Dear Robert, it looks like the issue is that you loaded your methods to extend ASDF before upgrading ASDF itself, which won't work. Upgrading ASDF includes a FMAKUNBOUND on several functions, including PERFORM, which indeed UNTRACE's them on many implementations. ASDF 3 will always try to upgrade itself before any operation, precisely to avoid squashing your methods in the middle of the operation, which would be far worse. But if it was already upgraded, this should be a No-Op (unless there's a bug in ASDF). Moreover, :force t should not apply to ASDF, because it has the :builtin-system-p t flag. I just tried at home, and it worked. Considering that you seem to already have had ASDF 3 installed (since it did the automatic upgrade attempt), the issue seems to be that you git pull'ed after loading your ASDF overrides, and they thus got squashed during the implicit ASDF upgrade. —♯ƒ • François-René ÐVB Rideau •Reflection&Cybernethics• http://fare.tunes.org Money doesn't change men, it merely unmasks them. If a man is naturally selfish or arrogant or greedy, the money brings that out, that's all. — Henry Ford On Wed, Feb 6, 2013 at 1:41 AM, Robert Goldman <rpgoldman@sift.info> wrote:
I was having a case where some package wrangling in one of our systems behaved differently with new ASDF than with the ASDF 2 that ships with ACL.
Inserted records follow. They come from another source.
//! Homographies and the time-keyed homography store.
//!
//! Every raw (image-space) coordinate entering the engine must be mapped
//! into stabilized space with the homography of its frame. Homographies
//! arrive out-of-band, so lookups can resolve exactly, resolve to a nearby
//! frame, or have to wait for data that has not arrived yet.

use crate::timestamp::TimeStamp;
use nalgebra::{Matrix3, Point2, Vector3};
use serde::{Deserialize, Serialize};
use std::collections::BTreeMap;
use std::ops::Bound;

/// 3x3 projective transform from image coordinates to stabilized coordinates.
#[derive(Debug, Clone, Copy, PartialEq, Serialize, Deserialize)]
pub struct Homography(pub Matrix3<f64>);

impl Homography {
    pub fn identity() -> Self {
        Self(Matrix3::identity())
    }

    /// Pure translation by `(dx, dy)`.
    pub fn translation(dx: f64, dy: f64) -> Self {
        Self(Matrix3::new(1.0, 0.0, dx, 0.0, 1.0, dy, 0.0, 0.0, 1.0))
    }

    /// Applies the projective transform: (x, y, 1) -> (x/w, y/w).
    pub fn apply(&self, p: &Point2<f64>) -> Point2<f64> {
        let v = self.0 * Vector3::new(p.x, p.y, 1.0);
        Point2::new(v.x / v.z, v.y / v.z)
    }

    pub fn apply_all(&self, points: &[Point2<f64>]) -> Vec<Point2<f64>> {
        points.iter().map(|p| self.apply(p)).collect()
    }

    pub fn inverse(&self) -> Option<Homography> {
        self.0.try_inverse().map(Homography)
    }

    pub fn compose(&self, other: &Homography) -> Homography {
        Homography(self.0 * other.0)
    }
}

impl Default for Homography {
    fn default() -> Self {
        Self::identity()
    }
}

/// Outcome of looking up the homography for a timestamp.
#[derive(Debug, Clone, Copy, PartialEq)]
pub enum Resolution {
    /// A homography exists for exactly this timestamp
    Exact(Homography),
    /// No exact match, but one lies within tolerance
    Nearest(TimeStamp, Homography),
    /// Nothing newer has been seen yet; hold the data back
    Defer,
    /// Later homographies exist but none is close enough
    Discard,
}

/// Homographies keyed by timestamp plus the "latest homography" watermark.
#[derive(Debug, Clone, Default)]
pub struct HomographyMap {
    entries: BTreeMap<TimeStamp, Homography>,
    watermark: Option<TimeStamp>,
}

impl HomographyMap {
    pub fn new() -> Self {
        Self::default()
    }

    /// Stores a homography. Returns false if one was already present.
    pub fn insert(&mut self, ts: TimeStamp, h: Homography) -> bool {
        if self.entries.contains_key(&ts) {
            return false;
        }
        self.entries.insert(ts, h);
        true
    }

    /// Raises the watermark to `ts` if it is newer.
    pub fn advance_watermark(&mut self, ts: TimeStamp) {
        if self.watermark.map_or(true, |w| w < ts) {
            self.watermark = Some(ts);
        }
    }

    pub fn watermark(&self) -> Option<TimeStamp> {
        self.watermark
    }

    pub fn contains(&self, ts: TimeStamp) -> bool {
        self.entries.contains_key(&ts)
    }

    pub fn get(&self, ts: TimeStamp) -> Option<&Homography> {
        self.entries.get(&ts)
    }

    pub fn len(&self) -> usize {
        self.entries.len()
    }

    pub fn is_empty(&self) -> bool {
        self.entries.is_empty()
    }

    /// Nearest stored homography. Ties go to the earlier timestamp.
    pub fn nearest(&self, ts: TimeStamp) -> Option<(TimeStamp, &Homography)> {
        nearest_entry(&self.entries, ts)
    }

    /// Decides how data stamped `ts` can be placed.
    pub fn resolve(&self, ts: TimeStamp, tolerance_us: u64) -> Resolution {
        if let Some(h) = self.entries.get(&ts) {
            return Resolution::Exact(*h);
        }
        match self.watermark {
            Some(w) if w >= ts => {}
            _ => return Resolution::Defer,
        }
        match self.nearest(ts) {
            Some((at, h)) if at.abs_diff(ts) <= tolerance_us => Resolution::Nearest(at, *h),
            _ => Resolution::Discard,
        }
    }
}

/// Nearest-key lookup shared by the homography and metadata maps.
pub(crate) fn nearest_entry<V>(
    map: &BTreeMap<TimeStamp, V>,
    ts: TimeStamp,
) -> Option<(TimeStamp, &V)> {
    let before = map.range(..=ts).next_back();
    let after = map
        .range((Bound::Excluded(ts), Bound::Unbounded))
        .next();
    match (before, after) {
        (Some((bt, bv)), Some((at, av))) => {
            if ts.abs_diff(*at) < ts.abs_diff(*bt) {
                Some((*at, av))
            } else {
                Some((*bt, bv))
            }
        }
        (Some((t, v)), None) | (None, Some((t, v))) => Some((*t, v)),
        (None, None) => None,
    }
}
It seemed like there was an :AFTER method on one of my modules that simply wasn't being called.
I took my usual resort and did
(TRACE ASDF:PERFORM).
I was very surprised to see that my
(asdf:load-system "circa-csm" :force t)
resulted in only four calls to perform, and all of them had to do with ASDF:
CL-USER> (asdf:load-system "circa-csm" :force t) ; Loading /Users/rpg/lisp/asdf/asdf.asd ; Loading /Users/rpg/lisp/asdf/asdf-driver.asd 0[7]: (ASDF/ACTION:PERFORM #<ASDF/LISP-ACTION:PREPARE-OP > #<ASDF/SYSTEM:SYSTEM "asdf">) 0* (MULTIPLE-VALUE-PROG1 (PROGN #<STANDARD-METHOD ASDF/ACTION:PERFORM :BEFORE (ASDF/OPERATION:OPERATION ASDF/COMPONENT:COMPONENT)> #<STANDARD-METHOD ASDF/ACTION:PERFORM (ASDF/LISP-ACTION:PREPARE-OP ASDF/COMPONENT:COMPONENT)>) #<STANDARD-METHOD ASDF/ACTION:PERFORM :AFTER (ASDF/OPERATION:OPERATION ASDF/COMPONENT:COMPONENT)>) 0[7]: returned NIL 0[7]: (ASDF/ACTION:PERFORM #<ASDF/LISP-ACTION:PREPARE-OP > #<ASDF/COMPONENT:MODULE "asdf" "build">) 0* (MULTIPLE-VALUE-PROG1 (PROGN #<STANDARD-METHOD ASDF/ACTION:PERFORM :BEFORE (ASDF/OPERATION:OPERATION ASDF/COMPONENT:COMPONENT)> #<STANDARD-METHOD ASDF/ACTION:PERFORM (ASDF/LISP-ACTION:PREPARE-OP ASDF/COMPONENT:COMPONENT)>) #<STANDARD-METHOD ASDF/ACTION:PERFORM :AFTER (ASDF/OPERATION:OPERATION ASDF/COMPONENT:COMPONENT)>) 0[7]: returned NIL 0[7]: (ASDF/ACTION:PERFORM #<ASDF/LISP-ACTION:PREPARE-OP > #<ASDF/LISP-ACTION:CL-SOURCE-FILE "asdf" "build" "asdf">) 0* (MULTIPLE-VALUE-PROG1 (PROGN #<STANDARD-METHOD ASDF/ACTION:PERFORM :BEFORE (ASDF/OPERATION:OPERATION ASDF/COMPONENT:COMPONENT)> #<STANDARD-METHOD ASDF/ACTION:PERFORM (ASDF/LISP-ACTION:PREPARE-OP ASDF/COMPONENT:COMPONENT)>) #<STANDARD-METHOD ASDF/ACTION:PERFORM :AFTER (ASDF/OPERATION:OPERATION ASDF/COMPONENT:COMPONENT)>) 0[7]: returned NIL 0[7]: (ASDF/ACTION:PERFORM #<ASDF/LISP-ACTION:LOAD-OP > #<ASDF/LISP-ACTION:CL-SOURCE-FILE "asdf" "build" "asdf">) 0* (MULTIPLE-VALUE-PROG1 (PROGN #<STANDARD-METHOD ASDF/ACTION:PERFORM :BEFORE (ASDF/OPERATION:OPERATION ASDF/COMPONENT:COMPONENT)> #<STANDARD-METHOD ASDF/ACTION:PERFORM (ASDF/LISP-ACTION:LOAD-OP ASDF/LISP-ACTION:CL-SOURCE-FILE)>) #<STANDARD-METHOD ASDF/ACTION:PERFORM :AFTER (ASDF/OPERATION:OPERATION ASDF/COMPONENT:COMPONENT)>) ; Fast loading ; /Users/rpg/.cache/common-lisp/acl-8.2-macosx-x64/Users/rpg/lisp/asdf/build/asdf.fasl 0[7]: returned T
;;; from here on down there's lots of loading, but no recompilation (as I ;;; expected from :force t) and no calls to PERFORM. ; Fast loading ; /Users/rpg/.cache/common-lisp/acl-8.2-macosx-x64/Users/rpg/circa/code/csm/musliner-tools.fasl ; Fast loading ; /Users/rpg/.cache/common-lisp/acl-8.2-macosx-x64/Users/rpg/circa/code/csm/stochastic.fasl
Or -- oh, wait! Did the recompilation of ASDF killed the tracing?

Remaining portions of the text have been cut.